▶ _Task brief_: In the records below, find each line with "Todo" and copy it.

##### Given information

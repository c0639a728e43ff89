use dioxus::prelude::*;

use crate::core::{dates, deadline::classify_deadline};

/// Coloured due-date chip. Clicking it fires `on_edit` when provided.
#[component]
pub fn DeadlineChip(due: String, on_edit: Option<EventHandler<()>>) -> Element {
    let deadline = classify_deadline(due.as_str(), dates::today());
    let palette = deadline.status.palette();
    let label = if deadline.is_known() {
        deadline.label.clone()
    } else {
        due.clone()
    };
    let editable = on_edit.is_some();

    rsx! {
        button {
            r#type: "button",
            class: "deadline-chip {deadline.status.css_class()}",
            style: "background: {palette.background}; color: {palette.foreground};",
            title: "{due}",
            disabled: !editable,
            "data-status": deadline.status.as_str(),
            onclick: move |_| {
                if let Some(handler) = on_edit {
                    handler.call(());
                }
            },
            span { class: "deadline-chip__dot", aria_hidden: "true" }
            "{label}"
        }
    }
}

##########
##### Given information

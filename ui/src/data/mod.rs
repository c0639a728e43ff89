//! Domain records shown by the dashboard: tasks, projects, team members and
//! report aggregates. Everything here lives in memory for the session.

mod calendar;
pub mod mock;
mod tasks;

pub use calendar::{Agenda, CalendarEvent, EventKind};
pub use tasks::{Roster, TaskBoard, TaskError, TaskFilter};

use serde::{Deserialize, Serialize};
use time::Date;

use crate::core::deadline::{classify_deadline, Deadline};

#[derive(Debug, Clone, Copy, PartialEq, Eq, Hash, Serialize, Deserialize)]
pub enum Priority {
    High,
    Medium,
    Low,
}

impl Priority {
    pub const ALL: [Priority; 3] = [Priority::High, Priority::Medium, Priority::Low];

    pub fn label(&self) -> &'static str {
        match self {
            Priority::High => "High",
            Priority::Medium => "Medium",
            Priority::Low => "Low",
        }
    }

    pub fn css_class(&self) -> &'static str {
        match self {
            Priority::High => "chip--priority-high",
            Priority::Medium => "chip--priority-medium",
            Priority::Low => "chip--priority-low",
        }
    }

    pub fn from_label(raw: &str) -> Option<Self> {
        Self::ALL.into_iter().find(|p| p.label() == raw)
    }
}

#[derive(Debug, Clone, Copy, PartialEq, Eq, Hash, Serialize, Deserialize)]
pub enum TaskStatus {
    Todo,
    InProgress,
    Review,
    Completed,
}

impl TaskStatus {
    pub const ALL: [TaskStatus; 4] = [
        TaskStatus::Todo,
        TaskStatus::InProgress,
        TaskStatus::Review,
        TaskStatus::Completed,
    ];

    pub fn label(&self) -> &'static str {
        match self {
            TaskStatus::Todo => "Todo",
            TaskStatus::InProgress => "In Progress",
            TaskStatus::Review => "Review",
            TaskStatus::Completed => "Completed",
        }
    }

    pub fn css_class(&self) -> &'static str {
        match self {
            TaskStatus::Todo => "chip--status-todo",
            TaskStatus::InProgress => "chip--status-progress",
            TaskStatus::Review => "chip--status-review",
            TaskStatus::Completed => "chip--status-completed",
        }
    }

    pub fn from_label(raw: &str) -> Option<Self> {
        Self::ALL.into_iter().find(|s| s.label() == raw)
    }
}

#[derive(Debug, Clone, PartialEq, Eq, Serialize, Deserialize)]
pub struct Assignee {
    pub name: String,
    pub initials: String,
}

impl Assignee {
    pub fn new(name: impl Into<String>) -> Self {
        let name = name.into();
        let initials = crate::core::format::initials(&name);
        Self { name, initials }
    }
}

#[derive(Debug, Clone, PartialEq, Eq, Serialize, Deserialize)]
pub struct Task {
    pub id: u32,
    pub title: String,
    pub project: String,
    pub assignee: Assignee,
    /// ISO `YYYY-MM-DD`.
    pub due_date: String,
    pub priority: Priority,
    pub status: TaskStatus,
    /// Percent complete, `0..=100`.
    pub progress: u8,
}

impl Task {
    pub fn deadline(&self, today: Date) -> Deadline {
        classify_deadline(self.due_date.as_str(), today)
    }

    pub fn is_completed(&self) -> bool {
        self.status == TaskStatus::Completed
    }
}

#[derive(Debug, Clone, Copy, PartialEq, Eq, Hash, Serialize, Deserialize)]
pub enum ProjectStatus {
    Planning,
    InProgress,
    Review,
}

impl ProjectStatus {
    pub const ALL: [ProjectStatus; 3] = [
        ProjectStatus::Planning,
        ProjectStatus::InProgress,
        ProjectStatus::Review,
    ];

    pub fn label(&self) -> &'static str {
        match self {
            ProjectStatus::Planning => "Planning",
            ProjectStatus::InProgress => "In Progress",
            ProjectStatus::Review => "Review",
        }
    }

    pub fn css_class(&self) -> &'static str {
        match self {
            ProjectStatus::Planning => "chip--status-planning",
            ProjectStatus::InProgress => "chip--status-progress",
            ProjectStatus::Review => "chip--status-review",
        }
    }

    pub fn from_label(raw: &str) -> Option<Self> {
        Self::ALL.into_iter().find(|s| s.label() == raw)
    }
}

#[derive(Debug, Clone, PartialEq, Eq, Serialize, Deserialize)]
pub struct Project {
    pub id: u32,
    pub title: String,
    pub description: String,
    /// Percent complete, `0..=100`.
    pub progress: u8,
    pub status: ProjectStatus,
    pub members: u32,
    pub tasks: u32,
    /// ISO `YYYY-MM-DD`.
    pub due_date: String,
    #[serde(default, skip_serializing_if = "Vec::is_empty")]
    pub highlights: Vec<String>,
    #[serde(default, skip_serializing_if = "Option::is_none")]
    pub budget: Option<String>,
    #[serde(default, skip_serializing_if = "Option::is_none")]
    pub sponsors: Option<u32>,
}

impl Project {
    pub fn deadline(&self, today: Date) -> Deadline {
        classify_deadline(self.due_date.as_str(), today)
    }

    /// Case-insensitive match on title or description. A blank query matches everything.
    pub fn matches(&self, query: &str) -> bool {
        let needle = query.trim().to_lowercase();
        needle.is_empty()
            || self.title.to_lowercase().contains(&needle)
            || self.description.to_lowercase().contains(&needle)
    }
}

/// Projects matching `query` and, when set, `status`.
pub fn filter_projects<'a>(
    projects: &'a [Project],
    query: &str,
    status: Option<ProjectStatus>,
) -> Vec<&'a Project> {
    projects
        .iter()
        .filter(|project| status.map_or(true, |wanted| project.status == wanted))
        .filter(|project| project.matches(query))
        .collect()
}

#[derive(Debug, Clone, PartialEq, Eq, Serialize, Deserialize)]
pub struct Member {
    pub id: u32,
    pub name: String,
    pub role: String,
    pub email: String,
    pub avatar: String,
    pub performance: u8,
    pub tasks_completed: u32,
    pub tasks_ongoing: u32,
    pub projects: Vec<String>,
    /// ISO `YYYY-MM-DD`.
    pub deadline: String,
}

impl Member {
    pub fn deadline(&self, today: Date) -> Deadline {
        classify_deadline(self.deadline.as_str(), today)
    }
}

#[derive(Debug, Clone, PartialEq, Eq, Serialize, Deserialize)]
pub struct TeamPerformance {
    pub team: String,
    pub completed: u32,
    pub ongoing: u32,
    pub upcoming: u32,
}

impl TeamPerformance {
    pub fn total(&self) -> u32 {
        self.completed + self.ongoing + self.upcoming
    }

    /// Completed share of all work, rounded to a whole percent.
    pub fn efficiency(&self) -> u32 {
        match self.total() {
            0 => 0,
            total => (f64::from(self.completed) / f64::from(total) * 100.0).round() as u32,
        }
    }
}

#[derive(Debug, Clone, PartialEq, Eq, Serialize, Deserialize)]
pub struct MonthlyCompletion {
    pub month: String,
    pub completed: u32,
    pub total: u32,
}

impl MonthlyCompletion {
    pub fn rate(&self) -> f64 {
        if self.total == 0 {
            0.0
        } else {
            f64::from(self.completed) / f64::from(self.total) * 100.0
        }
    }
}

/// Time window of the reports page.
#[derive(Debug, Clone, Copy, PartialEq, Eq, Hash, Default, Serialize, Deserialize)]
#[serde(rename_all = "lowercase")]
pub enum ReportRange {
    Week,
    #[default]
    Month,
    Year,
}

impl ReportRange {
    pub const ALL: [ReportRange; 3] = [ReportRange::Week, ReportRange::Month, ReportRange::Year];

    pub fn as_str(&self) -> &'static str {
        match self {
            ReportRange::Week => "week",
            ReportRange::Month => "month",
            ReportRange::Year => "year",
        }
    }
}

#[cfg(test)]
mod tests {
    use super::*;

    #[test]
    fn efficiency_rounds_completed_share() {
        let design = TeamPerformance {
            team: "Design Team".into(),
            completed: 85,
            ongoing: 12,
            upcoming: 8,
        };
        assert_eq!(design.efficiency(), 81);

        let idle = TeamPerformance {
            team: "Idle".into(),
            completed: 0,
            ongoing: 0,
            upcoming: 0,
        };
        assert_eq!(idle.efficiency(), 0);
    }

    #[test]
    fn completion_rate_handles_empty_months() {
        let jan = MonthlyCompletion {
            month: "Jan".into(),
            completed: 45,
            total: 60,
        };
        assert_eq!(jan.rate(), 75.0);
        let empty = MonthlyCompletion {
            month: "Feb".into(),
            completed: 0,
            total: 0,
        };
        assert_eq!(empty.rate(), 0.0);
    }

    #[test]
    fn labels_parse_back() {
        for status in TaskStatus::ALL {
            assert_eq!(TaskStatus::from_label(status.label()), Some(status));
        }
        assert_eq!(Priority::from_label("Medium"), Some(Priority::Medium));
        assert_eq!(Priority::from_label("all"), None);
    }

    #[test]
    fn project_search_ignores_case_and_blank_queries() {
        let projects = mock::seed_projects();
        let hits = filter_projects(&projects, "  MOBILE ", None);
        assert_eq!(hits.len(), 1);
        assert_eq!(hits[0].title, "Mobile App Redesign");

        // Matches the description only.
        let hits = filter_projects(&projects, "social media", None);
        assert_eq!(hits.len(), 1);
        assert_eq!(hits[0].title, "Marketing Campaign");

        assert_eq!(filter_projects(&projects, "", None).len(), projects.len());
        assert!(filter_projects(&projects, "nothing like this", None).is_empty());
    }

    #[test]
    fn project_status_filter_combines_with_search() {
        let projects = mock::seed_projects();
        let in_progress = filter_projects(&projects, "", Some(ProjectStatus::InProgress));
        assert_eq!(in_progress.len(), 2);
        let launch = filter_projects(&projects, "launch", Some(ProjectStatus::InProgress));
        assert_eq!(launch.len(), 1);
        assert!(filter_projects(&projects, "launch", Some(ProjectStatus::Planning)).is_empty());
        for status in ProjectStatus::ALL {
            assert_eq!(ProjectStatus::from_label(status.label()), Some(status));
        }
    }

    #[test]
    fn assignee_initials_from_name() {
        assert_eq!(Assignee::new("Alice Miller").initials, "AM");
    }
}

##########

▶ _Task solution_:
    Todo,
        TaskStatus::Todo,
            TaskStatus::Todo => "Todo",
            TaskStatus::Todo => "chip--status-todo",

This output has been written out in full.